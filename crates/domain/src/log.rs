//! Log snapshot — the captured output of a command's latest run.

use serde::{Deserialize, Serialize};

/// Text shown when a command has not produced any output.
pub const EMPTY_LOG_PLACEHOLDER: &str = "(no output yet)";

/// Body of `GET /api/logs/{id}`.
///
/// When nothing has been captured the backend answers `{"logs": []}`,
/// which decodes to a snapshot with every field absent.
#[derive(Debug, Clone, Default, PartialEq, Eq, Serialize, Deserialize)]
pub struct LogSnapshot {
    #[serde(default)]
    pub output: Option<String>,
    #[serde(default)]
    pub path: Option<String>,
    #[serde(default)]
    pub status: Option<String>,
}

impl LogSnapshot {
    /// Raw output, or [`EMPTY_LOG_PLACEHOLDER`] when there is none.
    #[must_use]
    pub fn display_text(&self) -> String {
        match self.output.as_deref() {
            Some(output) if !output.is_empty() => output.to_string(),
            _ => EMPTY_LOG_PLACEHOLDER.to_string(),
        }
    }
}

#[cfg(test)]
mod tests {
    use super::*;

    #[test]
    fn should_show_placeholder_when_no_logs_captured() {
        let snapshot: LogSnapshot = serde_json::from_str(r#"{"logs": []}"#).unwrap();
        assert_eq!(snapshot.display_text(), EMPTY_LOG_PLACEHOLDER);
    }

    #[test]
    fn should_show_placeholder_when_output_empty() {
        let snapshot: LogSnapshot =
            serde_json::from_str(r#"{"path": "/tmp/x.log", "status": "running", "output": ""}"#)
                .unwrap();
        assert_eq!(snapshot.display_text(), EMPTY_LOG_PLACEHOLDER);
        assert_eq!(snapshot.status.as_deref(), Some("running"));
    }

    #[test]
    fn should_show_raw_output_verbatim() {
        let snapshot = LogSnapshot {
            output: Some("line 1\nline 2\n".to_string()),
            ..LogSnapshot::default()
        };
        assert_eq!(snapshot.display_text(), "line 1\nline 2\n");
    }
}
//! The backend's REST surface as a typed table.
//!
//! Every call the dashboard makes is one [`Endpoint`]; adapters turn it into
//! a concrete HTTP request with [`Endpoint::method`] and [`Endpoint::path`].

use std::fmt;

use crate::id::{CommandId, SiteId};

/// Path prefix shared by all backend routes.
pub const API_PREFIX: &str = "/api";

/// HTTP method subset used by the backend.
#[derive(Debug, Clone, Copy, PartialEq, Eq, Hash)]
pub enum Method {
    Get,
    Post,
    Put,
    Delete,
}

impl Method {
    #[must_use]
    pub const fn as_str(self) -> &'static str {
        match self {
            Self::Get => "GET",
            Self::Post => "POST",
            Self::Put => "PUT",
            Self::Delete => "DELETE",
        }
    }
}

impl fmt::Display for Method {
    fn fmt(&self, f: &mut fmt::Formatter<'_>) -> fmt::Result {
        f.write_str(self.as_str())
    }
}

/// One backend operation.
#[derive(Debug, Clone, Copy, PartialEq, Eq, Hash)]
pub enum Endpoint {
    Login,
    ListSites,
    CreateSite,
    UpdateSite(SiteId),
    DeleteSite(SiteId),
    ListCommands(SiteId),
    CreateCommand,
    GetCommand(CommandId),
    UpdateCommand(CommandId),
    DeleteCommand(CommandId),
    StartCommand(CommandId),
    StopCommand(CommandId),
    Log(CommandId),
}

impl Endpoint {
    #[must_use]
    pub const fn method(self) -> Method {
        match self {
            Self::ListSites | Self::ListCommands(_) | Self::GetCommand(_) | Self::Log(_) => {
                Method::Get
            }
            Self::Login
            | Self::CreateSite
            | Self::CreateCommand
            | Self::StartCommand(_)
            | Self::StopCommand(_) => Method::Post,
            Self::UpdateSite(_) | Self::UpdateCommand(_) => Method::Put,
            Self::DeleteSite(_) | Self::DeleteCommand(_) => Method::Delete,
        }
    }

    #[must_use]
    pub fn path(self) -> String {
        match self {
            Self::Login => format!("{API_PREFIX}/login"),
            Self::ListSites | Self::CreateSite => format!("{API_PREFIX}/sites"),
            Self::UpdateSite(id) | Self::DeleteSite(id) => format!("{API_PREFIX}/sites/{id}"),
            Self::ListCommands(id) => format!("{API_PREFIX}/sites/{id}/commands"),
            Self::CreateCommand => format!("{API_PREFIX}/commands"),
            Self::GetCommand(id) | Self::UpdateCommand(id) | Self::DeleteCommand(id) => {
                format!("{API_PREFIX}/commands/{id}")
            }
            Self::StartCommand(id) => format!("{API_PREFIX}/commands/{id}/start"),
            Self::StopCommand(id) => format!("{API_PREFIX}/commands/{id}/stop"),
            Self::Log(id) => format!("{API_PREFIX}/logs/{id}"),
        }
    }
}

impl fmt::Display for Endpoint {
    fn fmt(&self, f: &mut fmt::Formatter<'_>) -> fmt::Result {
        write!(f, "{} {}", self.method(), self.path())
    }
}
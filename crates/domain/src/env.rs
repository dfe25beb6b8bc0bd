//! Environment overrides attached to a command, and their editor text form.
//!
//! The command editor shows envs as one `key=value` pair per line. Lines are
//! split at the first `=`, so values may contain `=` but keys may not. Values
//! spanning several lines cannot be expressed.

use serde::{Deserialize, Serialize};

use crate::error::ValidationError;

/// A single environment variable override.
#[derive(Debug, Clone, PartialEq, Eq, Serialize, Deserialize)]
pub struct EnvVar {
    pub key: String,
    pub value: String,
}

impl EnvVar {
    #[must_use]
    pub fn new(key: impl Into<String>, value: impl Into<String>) -> Self {
        Self {
            key: key.into(),
            value: value.into(),
        }
    }
}

/// Parse editor text into an ordered list of env overrides.
///
/// Keys and values are trimmed and blank lines are skipped. Error line
/// numbers are 1-based and count blank lines.
///
/// # Errors
///
/// Returns [`ValidationError::MissingEnvSeparator`] for a line without `=`
/// and [`ValidationError::EmptyEnvKey`] for a line starting with `=`.
pub fn parse_env_text(text: &str) -> Result<Vec<EnvVar>, ValidationError> {
    let mut envs = Vec::new();
    for (index, line) in text.lines().enumerate() {
        if line.trim().is_empty() {
            continue;
        }
        let line_no = index + 1;
        let Some((key, value)) = line.split_once('=') else {
            return Err(ValidationError::MissingEnvSeparator { line: line_no });
        };
        let key = key.trim();
        if key.is_empty() {
            return Err(ValidationError::EmptyEnvKey { line: line_no });
        }
        envs.push(EnvVar::new(key, value.trim()));
    }
    Ok(envs)
}

/// Render env overrides as editor text, one `key=value` per line.
#[must_use]
pub fn format_env_text(envs: &[EnvVar]) -> String {
    envs.iter()
        .map(|env| format!("{}={}", env.key, env.value))
        .collect::<Vec<_>>()
        .join("\n")
}
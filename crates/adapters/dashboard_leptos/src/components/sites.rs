//! Site list, add-site form and the inline site editor.

use leptos::ev::SubmitEvent;
use leptos::prelude::*;
use sitedeck_app::message::Msg;
use sitedeck_app::model::SiteEditor;
use sitedeck_domain::site::{Site, SiteDraft};

use crate::store::use_store;

/// All sites of the last completed load.
#[component]
pub fn SiteList() -> impl IntoView {
    let store = use_store();
    let sites = store.select(|model| model.sites.clone());
    let open_site = store.select(|model| model.commands.as_ref().map(|panel| panel.site_id));

    view! {
        <ul class="site-list">
            {move || {
                let sites = sites.get();
                if sites.is_empty() {
                    view! { <li class="muted">"No sites yet."</li> }.into_any()
                } else {
                    sites
                        .into_iter()
                        .map(|site| {
                            let selected = open_site.get() == Some(site.id);
                            view! { <SiteRow site selected/> }
                        })
                        .collect_view()
                        .into_any()
                }
            }}
        </ul>
    }
}

#[component]
fn SiteRow(site: Site, selected: bool) -> impl IntoView {
    let store = use_store();
    let id = site.id;

    view! {
        <li class:selected=selected>
            <div>
                <div><strong>{site.name}</strong></div>
                <div class="muted">{site.base_path.unwrap_or_default()}</div>
            </div>
            <div>
                <button on:click=move |_| store.dispatch(Msg::OpenSiteClicked(id))>"Open"</button>
                <button on:click=move |_| store.dispatch(Msg::EditSiteClicked(id))>"Edit"</button>
            </div>
        </li>
    }
}

/// Name, base path and base command inputs shared by both site forms.
#[component]
fn SiteFields(name: RwSignal<String>, base_path: RwSignal<String>, base_command: RwSignal<String>) -> impl IntoView {
    view! {
        <input
            placeholder="name"
            prop:value=move || name.get()
            on:input=move |ev| name.set(event_target_value(&ev))
        />
        <input
            placeholder="base path, e.g. /srv/app"
            prop:value=move || base_path.get()
            on:input=move |ev| base_path.set(event_target_value(&ev))
        />
        <input
            placeholder="base command, e.g. source env/bin/activate"
            prop:value=move || base_command.get()
            on:input=move |ev| base_command.set(event_target_value(&ev))
        />
    }
}

#[component]
pub fn AddSiteForm() -> impl IntoView {
    let store = use_store();
    let name = RwSignal::new(String::new());
    let base_path = RwSignal::new(String::new());
    let base_command = RwSignal::new(String::new());

    let on_submit = move |ev: SubmitEvent| {
        ev.prevent_default();
        store.dispatch(Msg::CreateSiteSubmitted(SiteDraft::new(
            name.get_untracked(),
            base_path.get_untracked(),
            base_command.get_untracked(),
        )));
    };

    view! {
        <form on:submit=on_submit>
            <h3>"Add Site"</h3>
            <SiteFields name base_path base_command/>
            <button type="submit">"Add"</button>
        </form>
    }
}

/// Inline editor, prefilled from the site it was opened for.
#[component]
pub fn SiteEditorForm(editor: SiteEditor) -> impl IntoView {
    let store = use_store();
    let id = editor.site_id;
    let name = RwSignal::new(editor.initial.name);
    let base_path = RwSignal::new(editor.initial.base_path);
    let base_command = RwSignal::new(editor.initial.base_command);

    let on_submit = move |ev: SubmitEvent| {
        ev.prevent_default();
        store.dispatch(Msg::SaveSiteClicked {
            id,
            draft: SiteDraft::new(
                name.get_untracked(),
                base_path.get_untracked(),
                base_command.get_untracked(),
            ),
        });
    };

    view! {
        <form class="card" on:submit=on_submit>
            <h3>"Edit Site"</h3>
            <SiteFields name base_path base_command/>
            <button type="submit" class="btn-ok">"Save"</button>
            " "
            <button type="button" class="btn-danger" on:click=move |_| store.dispatch(Msg::DeleteSiteClicked(id))>
                "Delete"
            </button>
            " "
            <button type="button" on:click=move |_| store.dispatch(Msg::CloseSiteEditorClicked)>"Close"</button>
        </form>
    }
}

• Task brief:
Which of the lines in the material carry the string "initial"? Pull them out.

• Solved problem:
    let name = RwSignal::new(editor.initial.name);
    let base_path = RwSignal::new(editor.initial.base_path);
    let base_command = RwSignal::new(editor.initial.base_command);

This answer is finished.